Le constat est sans appel: nous devons produire beaucoup mieux avec beaucoup moins. Bien que la dématérialisation de nos économies contribue à atténuer l'utilisation des ressources naturelles, la consommation que nous en faisons ne cesse de croître. Si nous prétendons sérieusement réussir la transition énergétique, nos efforts devront être voués à une seule chose: la productivité des ressources. 

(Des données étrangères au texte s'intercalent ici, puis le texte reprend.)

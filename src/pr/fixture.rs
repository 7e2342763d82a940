use async_trait::async_trait;
use serde::Deserialize;
use std::path::PathBuf;
use tracing::{debug, instrument};

use super::github::{ApiFile, ApiPull};
use super::{parse_pr_url, FileChange, PrError, PrSource, PullRequest};

const DEMO_SNAPSHOT: &str = include_str!("../../tests/fixtures/sample_pr.json");

/// A saved API response pair: `{ "pull": {...}, "files": [...] }`.
#[derive(Debug, Deserialize)]
struct Snapshot {
    pull: ApiPull,
    files: Vec<ApiFile>,
}

enum Origin {
    Demo,
    File(PathBuf),
}

/// Loads a pull request from a JSON snapshot instead of the network.
pub struct FixtureSource {
    origin: Origin,
}

impl FixtureSource {
    /// The built-in demo PR, usable without a GitHub token.
    pub fn demo() -> Self {
        Self { origin: Origin::Demo }
    }

    pub fn from_path(path: impl Into<PathBuf>) -> Self {
        Self {
            origin: Origin::File(path.into()),
        }
    }
}

#[async_trait]
impl PrSource for FixtureSource {
    fn describe(&self) -> String {
        match &self.origin {
            Origin::Demo => "built-in demo PR".to_string(),
            Origin::File(path) => path.display().to_string(),
        }
    }

    #[instrument(skip(self), fields(source = %self.describe()))]
    async fn load(&self) -> Result<PullRequest, PrError> {
        let json = match &self.origin {
            Origin::Demo => DEMO_SNAPSHOT.to_string(),
            Origin::File(path) => tokio::fs::read_to_string(path).await?,
        };
        debug!(bytes = json.len(), "read PR snapshot");
        parse_snapshot(&json)
    }
}

fn parse_snapshot(json: &str) -> Result<PullRequest, PrError> {
    let snapshot: Snapshot = serde_json::from_str(json)?;
    let pr_url = parse_pr_url(&snapshot.pull.html_url)?;
    let files = snapshot.files.into_iter().map(FileChange::from).collect();
    Ok(snapshot.pull.into_pull_request(&pr_url, files))
}

#[cfg(test)]
mod tests {
    use super::*;
    use crate::pr::FileStatus;

    #[tokio::test]
    async fn test_demo_snapshot_loads() {
        let pr = FixtureSource::demo().load().await.unwrap();
        assert_eq!(pr.owner, "acme");
        assert_eq!(pr.repo, "webshop");
        assert_eq!(pr.number, 42);
        assert_eq!(pr.files.len(), 6);
        assert_eq!(pr.files[0].filename, "src/auth/mod.rs");
    }

    #[tokio::test]
    async fn test_demo_snapshot_covers_every_header_shape() {
        let pr = FixtureSource::demo().load().await.unwrap();
        let statuses: Vec<FileStatus> = pr.files.iter().map(|f| f.status).collect();
        assert!(statuses.contains(&FileStatus::Added));
        assert!(statuses.contains(&FileStatus::Removed));
        assert!(statuses.contains(&FileStatus::Renamed));
        assert!(statuses.contains(&FileStatus::Modified));
        assert!(pr.files.iter().any(|f| f.patch.is_none()));
    }

    #[tokio::test]
    async fn test_missing_file_is_read_error() {
        let source = FixtureSource::from_path("/nonexistent/pr-cart/snapshot.json");
        let err = source.load().await.unwrap_err();
        assert!(matches!(err, PrError::SnapshotRead(_)));
    }

    #[test]
    fn test_snapshot_with_bad_url_is_rejected() {
        let json = r#"{
            "pull": {
                "number": 1, "title": "t", "state": "open", "user": null,
                "base": { "ref": "main" }, "head": { "ref": "x" },
                "html_url": "https://example.com/not/a/pr"
            },
            "files": []
        }"#;
        assert!(matches!(parse_snapshot(json), Err(PrError::InvalidUrl(_))));
    }

    #[test]
    fn test_malformed_snapshot() {
        assert!(matches!(parse_snapshot("{"), Err(PrError::SnapshotDecode(_))));
    }
}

La numérisation est de toutes les conversations. Quatre entreprises en démarrage sur cinq ne font même que cela. Les technologies de rupture ont pour but de remplacer le travail physique par des opérations numériques. De prime abord, on pourrait croire qu’une telle substitution permettrait d’économiser l’énergie et les ressources minérales. Or, l’actualité nous réserve des surprises. Les célèbres bitcoins, une monnaie virtuelle, dépensent des quantités énormes d’énergie. L’écosystème numérique représente environ 7 % de la consommation mondiale d’électricité et atteindra les 12 % d’ici 2020, prévoit-on, pour ensuite croître de 7 % par an jusqu’en 20301. Une part substantielle de cette demande énergétique découle des besoins de refroidissement de l’équipement électronique, si bien qu’on envisage d’installer des centres de données près du cercle polaire arctique pour profiter de l’air froid et pour réduire les coûts en électricité.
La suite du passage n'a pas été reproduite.